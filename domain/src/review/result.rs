//! Review result value objects

use super::dimension::Dimension;
use super::score::{Evaluation, SubScores};
use serde::{Deserialize, Serialize};

/// How serious a review issue is
#[derive(Debug, Clone, Copy, PartialEq, Eq, Hash, Serialize, Deserialize, Default)]
#[serde(rename_all = "lowercase")]
pub enum IssueSeverity {
    /// Mistranslation, omission, broken placeholder
    Critical,
    #[default]
    Major,
    /// Cosmetic: wording, punctuation
    Minor,
}

impl IssueSeverity {
    pub fn as_str(&self) -> &str {
        match self {
            IssueSeverity::Critical => "critical",
            IssueSeverity::Major => "major",
            IssueSeverity::Minor => "minor",
        }
    }
}

impl std::fmt::Display for IssueSeverity {
    fn fmt(&self, f: &mut std::fmt::Formatter<'_>) -> std::fmt::Result {
        write!(f, "{}", self.as_str())
    }
}

impl std::str::FromStr for IssueSeverity {
    type Err = String;

    fn from_str(s: &str) -> Result<Self, Self::Err> {
        match s.trim().to_lowercase().as_str() {
            "critical" | "severe" | "high" | "blocker" => Ok(IssueSeverity::Critical),
            "major" | "moderate" | "medium" => Ok(IssueSeverity::Major),
            "minor" | "low" | "trivial" | "nit" => Ok(IssueSeverity::Minor),
            other => Err(format!("Unknown issue severity: {}", other)),
        }
    }
}

/// One actionable finding from a review
#[derive(Debug, Clone, PartialEq, Eq, Serialize, Deserialize)]
pub struct ReviewIssue {
    /// Dimension the issue counts against
    pub dimension: Dimension,
    pub severity: IssueSeverity,
    /// What is wrong
    pub description: String,
    /// The offending fragment of the translation, when the reviewer quoted one
    #[serde(skip_serializing_if = "Option::is_none")]
    pub span: Option<String>,
    /// How the reviewer would fix it
    #[serde(skip_serializing_if = "Option::is_none")]
    pub suggestion: Option<String>,
}

impl ReviewIssue {
    pub fn new(dimension: Dimension, description: impl Into<String>) -> Self {
        Self {
            dimension,
            severity: IssueSeverity::default(),
            description: description.into(),
            span: None,
            suggestion: None,
        }
    }

    pub fn with_severity(mut self, severity: IssueSeverity) -> Self {
        self.severity = severity;
        self
    }

    pub fn with_span(mut self, span: impl Into<String>) -> Self {
        self.span = Some(span.into());
        self
    }

    pub fn with_suggestion(mut self, suggestion: impl Into<String>) -> Self {
        self.suggestion = Some(suggestion.into());
        self
    }
}

/// Outcome of one review attempt
#[derive(Debug, Clone, PartialEq, Eq, Serialize, Deserialize)]
pub struct ReviewResult {
    pub sub_scores: SubScores,
    /// Weighted composite in [0, 100]
    pub composite: u32,
    /// `composite >= threshold` at the time of review
    pub passed: bool,
    /// Ordered, most important first as reported by the reviewer
    pub issues: Vec<ReviewIssue>,
    #[serde(default, skip_serializing_if = "String::is_empty")]
    pub summary: String,
}

impl ReviewResult {
    /// Build a review from sub-scores and the evaluator's verdict on them
    pub fn new(sub_scores: SubScores, evaluation: Evaluation, issues: Vec<ReviewIssue>) -> Self {
        Self {
            sub_scores,
            composite: evaluation.composite,
            passed: evaluation.passed,
            issues,
            summary: String::new(),
        }
    }

    pub fn with_summary(mut self, summary: impl Into<String>) -> Self {
        self.summary = summary.into();
        self
    }

    pub fn is_passing(&self) -> bool {
        self.passed
    }

    /// Issues counting against one dimension
    pub fn issues_for(&self, dimension: Dimension) -> impl Iterator<Item = &ReviewIssue> {
        self.issues.iter().filter(move |i| i.dimension == dimension)
    }

    pub fn has_critical_issues(&self) -> bool {
        self.issues
            .iter()
            .any(|i| i.severity == IssueSeverity::Critical)
    }
}
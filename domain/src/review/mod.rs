//! Review and quality-gate domain
//!
//! A review scores a translation draft on five dimensions. The
//! [`ScoreEvaluator`] combines them into a composite and a verdict:
//!
//! ```text
//! composite = round( Σ subscore_i × weight_i / 100 )
//! passed    = composite >= threshold
//! ```
//!
//! | Dimension | Default weight |
//! |-----------|----------------|
//! | accuracy | 35 |
//! | technical | 25 |
//! | terminology | 20 |
//! | language | 15 |
//! | format | 5 |
//!
//! Scoring policy lives here rather than in the reviewer agent so that weight
//! and threshold changes never touch agent logic.

pub mod dimension;
pub mod parsing;
pub mod result;
pub mod score;

pub use dimension::Dimension;
pub use parsing::{ReviewDraft, parse_review_response};
pub use result::{IssueSeverity, ReviewIssue, ReviewResult};
pub use score::{Evaluation, ScoreEvaluator, ScoreWeights, SubScores, composite_score};
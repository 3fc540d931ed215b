//! Prompt domain
//!
//! Templates for the four pipeline roles. Prompts are plain data; sending
//! them is an application concern.

mod template;

pub use template::TranslationPrompts;

use serde::{Deserialize, Serialize};

/// A system/user message pair for one generation call
#[derive(Debug, Clone, PartialEq, Eq, Serialize, Deserialize)]
pub struct Prompt {
    pub system: String,
    pub user: String,
}

impl Prompt {
    pub fn new(system: impl Into<String>, user: impl Into<String>) -> Self {
        Self {
            system: system.into(),
            user: user.into(),
        }
    }
}
//! Logging infrastructure: structured status history.
//!
//! Provides [`JsonlStatusLog`], a JSONL file writer that implements
//! the [`StatusSink`](transcrew_application::StatusSink) port.

mod jsonl_status_log;

pub use jsonl_status_log::JsonlStatusLog;
//! Source analysis domain
//!
//! What the analyzer learns about the source text before translation starts:
//! its language, how hard it is, and which terms need consistent handling.

mod parsing;

pub use parsing::parse_analysis_response;

use serde::{Deserialize, Serialize};

/// How demanding the source text is to translate
#[derive(Debug, Clone, Copy, PartialEq, Eq, Hash, Serialize, Deserialize, Default)]
#[serde(rename_all = "lowercase")]
pub enum Complexity {
    Simple,
    Moderate,
    Complex,
    #[default]
    Unknown,
}

impl Complexity {
    pub fn as_str(&self) -> &str {
        match self {
            Complexity::Simple => "simple",
            Complexity::Moderate => "moderate",
            Complexity::Complex => "complex",
            Complexity::Unknown => "unknown",
        }
    }
}

impl std::fmt::Display for Complexity {
    fn fmt(&self, f: &mut std::fmt::Formatter<'_>) -> std::fmt::Result {
        write!(f, "{}", self.as_str())
    }
}

impl std::str::FromStr for Complexity {
    type Err = String;

    fn from_str(s: &str) -> Result<Self, Self::Err> {
        match s.trim().to_lowercase().as_str() {
            "simple" | "easy" | "low" | "简单" => Ok(Complexity::Simple),
            "moderate" | "medium" | "intermediate" | "中等" => Ok(Complexity::Moderate),
            "complex" | "hard" | "high" | "difficult" | "复杂" => Ok(Complexity::Complex),
            "unknown" | "" => Ok(Complexity::Unknown),
            other => Err(format!("Unknown complexity: {}", other)),
        }
    }
}

/// How far the rest of the pipeline should trust an analysis
#[derive(Debug, Clone, Copy, PartialEq, Eq, Serialize, Deserialize, Default)]
#[serde(rename_all = "lowercase")]
pub enum Confidence {
    #[default]
    Normal,
    /// Input was non-linguistic or the model reply could not be parsed
    Low,
}

/// A term that must be translated consistently
#[derive(Debug, Clone, PartialEq, Eq, Serialize, Deserialize)]
pub struct KeyTerm {
    pub term: String,
    /// How the analyzer suggests rendering it, if it said
    #[serde(default, skip_serializing_if = "Option::is_none")]
    pub strategy: Option<String>,
}

impl KeyTerm {
    pub fn new(term: impl Into<String>) -> Self {
        Self {
            term: term.into(),
            strategy: None,
        }
    }

    pub fn with_strategy(mut self, strategy: impl Into<String>) -> Self {
        self.strategy = Some(strategy.into());
        self
    }
}

/// Result of source-text analysis. Set once per request.
#[derive(Debug, Clone, PartialEq, Eq, Serialize, Deserialize)]
pub struct AnalysisResult {
    /// Detected source language, `"unknown"` when undetermined
    pub source_language: String,
    pub complexity: Complexity,
    /// Ordered by importance as reported
    pub key_terms: Vec<KeyTerm>,
    #[serde(default, skip_serializing_if = "Option::is_none")]
    pub scene_type: Option<String>,
    #[serde(default, skip_serializing_if = "Option::is_none")]
    pub tone: Option<String>,
    #[serde(default, skip_serializing_if = "Vec::is_empty")]
    pub cultural_notes: Vec<String>,
    pub confidence: Confidence,
}

impl AnalysisResult {
    pub const UNKNOWN_LANGUAGE: &'static str = "unknown";

    pub fn new(source_language: impl Into<String>, complexity: Complexity) -> Self {
        Self {
            source_language: source_language.into(),
            complexity,
            key_terms: Vec::new(),
            scene_type: None,
            tone: None,
            cultural_notes: Vec::new(),
            confidence: Confidence::Normal,
        }
    }

    /// Placeholder analysis for input the analyzer could not make sense of
    pub fn low_confidence() -> Self {
        Self {
            confidence: Confidence::Low,
            ..Self::new(Self::UNKNOWN_LANGUAGE, Complexity::Unknown)
        }
    }

    pub fn with_key_terms(mut self, key_terms: Vec<KeyTerm>) -> Self {
        self.key_terms = key_terms;
        self
    }

    pub fn is_low_confidence(&self) -> bool {
        self.confidence == Confidence::Low
    }
}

§ §

◆ Exercise instructions
Using the listing above, return all lines where the word "ReviewResult" occurs.

◆ Response below
pub struct ReviewResult {
impl ReviewResult {
pub use result::{IssueSeverity, ReviewIssue, ReviewResult};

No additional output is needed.